I was was of two minds on the type of simulation to provide, so I wrote two different simulators. The literal simulator mimics the mechanics of the game as literally as possible, shuffling the arrangement of cars behind doors and randomizes all choices. This avoids any feel of cheating but results in rather complex code. The clean simulator implements the game more elegantly but it might look like cheating.
'''The Literal Simulation Function'''
<lang Julia>
function play_mh_literal{T<:Integer}(ncur::T=3, ncar::T=1)
ncar < ncur || throw(DomainError())
curtains = shuffle(collect(1:ncur))
cars = curtains[1:ncar]
goats = curtains[(ncar+1):end]
pick = rand(1:ncur)
isstickwin = pick in cars
deleteat!(curtains, findin(curtains, pick))
if !isstickwin
deleteat!(goats, findin(goats, pick))
end
if length(goats) > 0 # reveal goat
deleteat!(curtains, findin(curtains, shuffle(goats)[1]))
else # no goats, so reveal car
deleteat!(curtains, rand(1:(ncur-1)))
end
pick = shuffle(curtains)[1]
isswitchwin = pick in cars
return (isstickwin, isswitchwin)
end
</lang>
'''The Clean Simulation Function'''
<lang Julia>
function play_mh_clean{T<:Integer}(ncur::T=3, ncar::T=1)

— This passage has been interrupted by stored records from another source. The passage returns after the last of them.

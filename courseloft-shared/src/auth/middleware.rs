/// Request authentication for axum handlers
///
/// The API layer wraps protected routes in a middleware that calls
/// [`authenticate`] with the request headers and, on success, inserts an
/// [`AuthContext`] into the request extensions. Handlers receive the
/// caller's identity as an explicit value and pass it on as a plain
/// argument; no ambient security context exists below this point.
///
/// # Example
///
/// ```
/// use axum::Extension;
/// use courseloft_shared::auth::middleware::AuthContext;
///
/// async fn handler(Extension(auth): Extension<AuthContext>) -> String {
///     format!("caller: {}", auth.user_id)
/// }
/// ```
use axum::http::{header, HeaderMap};
use serde::{Deserialize, Serialize};
use uuid::Uuid;

use super::jwt::{validate_access_token, JwtError};

/// Authenticated caller identity
#[derive(Debug, Clone, Copy, Serialize, Deserialize)]
pub struct AuthContext {
    /// Authenticated user ID
    pub user_id: Uuid,
}

/// Error type for request authentication
#[derive(Debug, thiserror::Error)]
pub enum AuthError {
    /// No Authorization header on the request
    #[error("missing credentials")]
    MissingCredentials,

    /// Header present but not `Bearer <token>`
    #[error("invalid authorization header format")]
    InvalidFormat,

    /// Token failed validation
    #[error("invalid token: {0}")]
    InvalidToken(#[from] JwtError),
}

/// Authenticates a request from its headers
///
/// Expects `Authorization: Bearer <jwt>` carrying a valid access token.
pub fn authenticate(headers: &HeaderMap, jwt_secret: &str) -> Result<AuthContext, AuthError> {
    let header_value = headers
        .get(header::AUTHORIZATION)
        .ok_or(AuthError::MissingCredentials)?
        .to_str()
        .map_err(|_| AuthError::InvalidFormat)?;

    let token = header_value
        .strip_prefix("Bearer ")
        .ok_or(AuthError::InvalidFormat)?;

    let claims = validate_access_token(token, jwt_secret)?;
    Ok(AuthContext {
        user_id: claims.sub,
    })
}

#[cfg(test)]
mod tests {
    use super::*;
    use crate::auth::jwt::{create_token, Claims, TokenType};
    use axum::http::HeaderValue;

    const SECRET: &str = "test-secret-test-secret-test-secret!";

    fn headers_with(value: &str) -> HeaderMap {
        let mut headers = HeaderMap::new();
        headers.insert(
            header::AUTHORIZATION,
            HeaderValue::from_str(value).unwrap(),
        );
        headers
    }

    #[test]
    fn test_valid_bearer_token_authenticates() {
        let user_id = Uuid::new_v4();
        let token = create_token(&Claims::new(user_id, TokenType::Access), SECRET).unwrap();

        let ctx = authenticate(&headers_with(&format!("Bearer {token}")), SECRET).unwrap();
        assert_eq!(ctx.user_id, user_id);
    }

    #[test]
    fn test_missing_header_is_rejected() {
        let err = authenticate(&HeaderMap::new(), SECRET).unwrap_err();
        assert!(matches!(err, AuthError::MissingCredentials));
    }

    #[test]
    fn test_non_bearer_scheme_is_rejected() {
        let err = authenticate(&headers_with("Basic dXNlcjpwYXNz"), SECRET).unwrap_err();
        assert!(matches!(err, AuthError::InvalidFormat));
    }

    #[test]
    fn test_garbage_token_is_rejected() {
        let err = authenticate(&headers_with("Bearer not.a.jwt"), SECRET).unwrap_err();
        assert!(matches!(err, AuthError::InvalidToken(_)));
    }
}
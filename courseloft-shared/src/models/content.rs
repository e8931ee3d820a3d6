/// Course-content model and database operations
///
/// Content items are time-gated: each carries a `release_date` (a calendar
/// date, no time of day) and a status that is `published` iff the release
/// date has been reached at the last evaluation. Creation classifies the
/// item; after that the only mutation is the pending -> published flip
/// performed by the publication worker. Status never moves back.
///
/// # Schema
///
/// ```sql
/// CREATE TYPE content_status AS ENUM ('pending', 'published');
///
/// CREATE TABLE course_content (
///     id UUID PRIMARY KEY DEFAULT gen_random_uuid(),
///     course_id UUID NOT NULL REFERENCES courses(id) ON DELETE CASCADE,
///     description TEXT NOT NULL,
///     video_ref TEXT NOT NULL,
///     release_date DATE NOT NULL,
///     status content_status NOT NULL,
///     course_module TEXT NOT NULL,
///     created_at TIMESTAMPTZ NOT NULL DEFAULT NOW(),
///     updated_at TIMESTAMPTZ NOT NULL DEFAULT NOW()
/// );
/// ```
use chrono::{DateTime, NaiveDate, Utc};
use serde::{Deserialize, Serialize};
use sqlx::PgPool;
use uuid::Uuid;

/// Publication status of a content item
#[derive(Debug, Clone, Copy, PartialEq, Eq, Serialize, Deserialize, sqlx::Type)]
#[sqlx(type_name = "content_status", rename_all = "lowercase")]
#[serde(rename_all = "lowercase")]
pub enum ContentStatus {
    /// Release date not yet reached; invisible to students
    Pending,

    /// Release date reached; visible to students
    Published,
}

impl ContentStatus {
    /// Classifies a release date against `today`
    ///
    /// Returns `None` for a date in the past: content cannot be created
    /// already overdue, callers must reject it.
    pub fn classify(release_date: NaiveDate, today: NaiveDate) -> Option<ContentStatus> {
        if release_date < today {
            None
        } else if release_date == today {
            Some(ContentStatus::Published)
        } else {
            Some(ContentStatus::Pending)
        }
    }

    /// Status as a lowercase string
    pub fn as_str(&self) -> &'static str {
        match self {
            ContentStatus::Pending => "pending",
            ContentStatus::Published => "published",
        }
    }
}

/// Content item attached to a course
#[derive(Debug, Clone, Serialize, Deserialize, sqlx::FromRow)]
pub struct CourseContent {
    /// Content ID
    pub id: Uuid,

    /// Course this item belongs to
    pub course_id: Uuid,

    /// Human-readable description
    pub description: String,

    /// Opaque reference to the hosted video
    pub video_ref: String,

    /// Calendar date on which the item becomes visible
    pub release_date: NaiveDate,

    /// Publication status
    pub status: ContentStatus,

    /// Module the item is grouped under
    pub course_module: String,

    /// When the item was created
    pub created_at: DateTime<Utc>,

    /// When the item was last modified
    pub updated_at: DateTime<Utc>,
}

/// Input for creating a content item (already classified)
#[derive(Debug, Clone)]
pub struct NewCourseContent {
    pub course_id: Uuid,
    pub description: String,
    pub video_ref: String,
    pub release_date: NaiveDate,
    pub status: ContentStatus,
    pub course_module: String,
}

impl CourseContent {
    /// Creates a content item
    pub async fn create(pool: &PgPool, data: NewCourseContent) -> Result<Self, sqlx::Error> {
        let content = sqlx::query_as::<_, CourseContent>(
            r#"
            INSERT INTO course_content
                (course_id, description, video_ref, release_date, status, course_module)
            VALUES ($1, $2, $3, $4, $5, $6)
            RETURNING id, course_id, description, video_ref, release_date, status,
                      course_module, created_at, updated_at
            "#,
        )
        .bind(data.course_id)
        .bind(data.description)
        .bind(data.video_ref)
        .bind(data.release_date)
        .bind(data.status)
        .bind(data.course_module)
        .fetch_one(pool)
        .await?;

        Ok(content)
    }

    /// Finds a content item by ID
    pub async fn find(pool: &PgPool, id: Uuid) -> Result<Option<Self>, sqlx::Error> {
        let content = sqlx::query_as::<_, CourseContent>(
            r#"
            SELECT id, course_id, description, video_ref, release_date, status,
                   course_module, created_at, updated_at
            FROM course_content
            WHERE id = $1
            "#,
        )
        .bind(id)
        .fetch_optional(pool)
        .await?;

        Ok(content)
    }

    /// Lists the content of a course, oldest release first
    pub async fn list_by_course(pool: &PgPool, course_id: Uuid) -> Result<Vec<Self>, sqlx::Error> {
        let items = sqlx::query_as::<_, CourseContent>(
            r#"
            SELECT id, course_id, description, video_ref, release_date, status,
                   course_module, created_at, updated_at
            FROM course_content
            WHERE course_id = $1
            ORDER BY release_date ASC, created_at ASC
            "#,
        )
        .bind(course_id)
        .fetch_all(pool)
        .await?;

        Ok(items)
    }

    /// Lists every item still awaiting publication
    pub async fn list_pending(pool: &PgPool) -> Result<Vec<Self>, sqlx::Error> {
        let items = sqlx::query_as::<_, CourseContent>(
            r#"
            SELECT id, course_id, description, video_ref, release_date, status,
                   course_module, created_at, updated_at
            FROM course_content
            WHERE status = 'pending'
            ORDER BY release_date ASC
            "#,
        )
        .fetch_all(pool)
        .await?;

        Ok(items)
    }

    /// Flips one pending item to published
    ///
    /// Returns `false` if the item no longer exists or was already
    /// published (the transition is monotonic, so that is not an error).
    pub async fn mark_published(pool: &PgPool, id: Uuid) -> Result<bool, sqlx::Error> {
        let result = sqlx::query(
            r#"
            UPDATE course_content
            SET status = 'published', updated_at = NOW()
            WHERE id = $1 AND status = 'pending'
            "#,
        )
        .bind(id)
        .execute(pool)
        .await?;

        Ok(result.rows_affected() > 0)
    }
}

ncar < ncur || throw(DomainError())
pick = rand(1:ncur)
isstickwin = pick <= ncar
pick = rand(1:(ncur-2))
if isstickwin # remove initially picked car from consideration
pick += 1
end
isswitchwin = pick <= ncar
return (isstickwin, isswitchwin)
end
</lang>
'''Supporting Functions'''
<lang Julia>
function mh_results{T<:Integer}(ncur::T, ncar::T,
nruns::T, play_mh::Function)
stickwins = 0
switchwins = 0
for i in 1:nruns
(isstickwin, isswitchwin) = play_mh(ncur, ncar)
if isstickwin
stickwins += 1
end
if isswitchwin
switchwins += 1
end
end
return (stickwins/nruns, switchwins/nruns)
end
function mh_analytic{T<:Integer}(ncur::T, ncar::T)
stickodds = ncar/ncur
switchodds = (ncar - stickodds)/(ncur-2)
return (stickodds, switchodds)
end
function show_odds{T<:Real}(a::T, b::T)
@sprintf " %.1f %.1f %.2f" 100.0*a 100*b 1.0*b/a
end
function show_simulation{T<:Integer}(ncur::T, ncar::T, nruns::T)
println()
print("Simulating a ", ncur, " door, ", ncar, " car ")
println("Monty Hall problem with ", nruns, " runs.\n")
println(" Solution Stick Switch Improvement")
(a, b) = mh_results(ncur, ncar, nruns, play_mh_literal)
println(@sprintf("%10s: ", "Literal"), show_odds(a, b))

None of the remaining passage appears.